Exercise inputs
//! Periodic progress logging for long runs.

use std::sync::atomic::{AtomicUsize, Ordering};
use std::sync::Arc;

use log::info;
use tokio::task::JoinHandle;
use tokio_util::sync::CancellationToken;

use crate::config::LOGGING_INTERVAL;

/// Shared completed-task counter.
pub type ProgressCounter = Arc<AtomicUsize>;

/// Spawns a task that logs completed/total switch counts every few seconds
/// until cancelled.
pub fn spawn_progress_logger(
    completed: ProgressCounter,
    total: usize,
    token: CancellationToken,
) -> JoinHandle<()> {
    tokio::spawn(async move {
        let mut interval =
            tokio::time::interval(std::time::Duration::from_secs(LOGGING_INTERVAL));
        interval.tick().await; // first tick fires immediately
        loop {
            tokio::select! {
                _ = token.cancelled() => break,
                _ = interval.tick() => {
                    let done = completed.load(Ordering::Relaxed);
                    info!("Processed {}/{} switch dumps", done, total);
                }
            }
        }
    })
}

#[cfg(test)]
mod tests {
    use super::*;

    #[tokio::test]
    async fn test_progress_logger_stops_on_cancel() {
        let completed: ProgressCounter = Arc::new(AtomicUsize::new(0));
        let token = CancellationToken::new();
        let handle = spawn_progress_logger(Arc::clone(&completed), 10, token.clone());
        completed.fetch_add(3, Ordering::Relaxed);
        token.cancel();
        handle.await.unwrap();
    }
}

Exercise
Exactly as they appear, retype the lines from the start of the records through the line containing "Shared completed-task counter.".

Response box
//! Periodic progress logging for long runs.

use std::sync::atomic::{AtomicUsize, Ordering};
use std::sync::Arc;

use log::info;
use tokio::task::JoinHandle;
use tokio_util::sync::CancellationToken;

use crate::config::LOGGING_INTERVAL;

/// Shared completed-task counter.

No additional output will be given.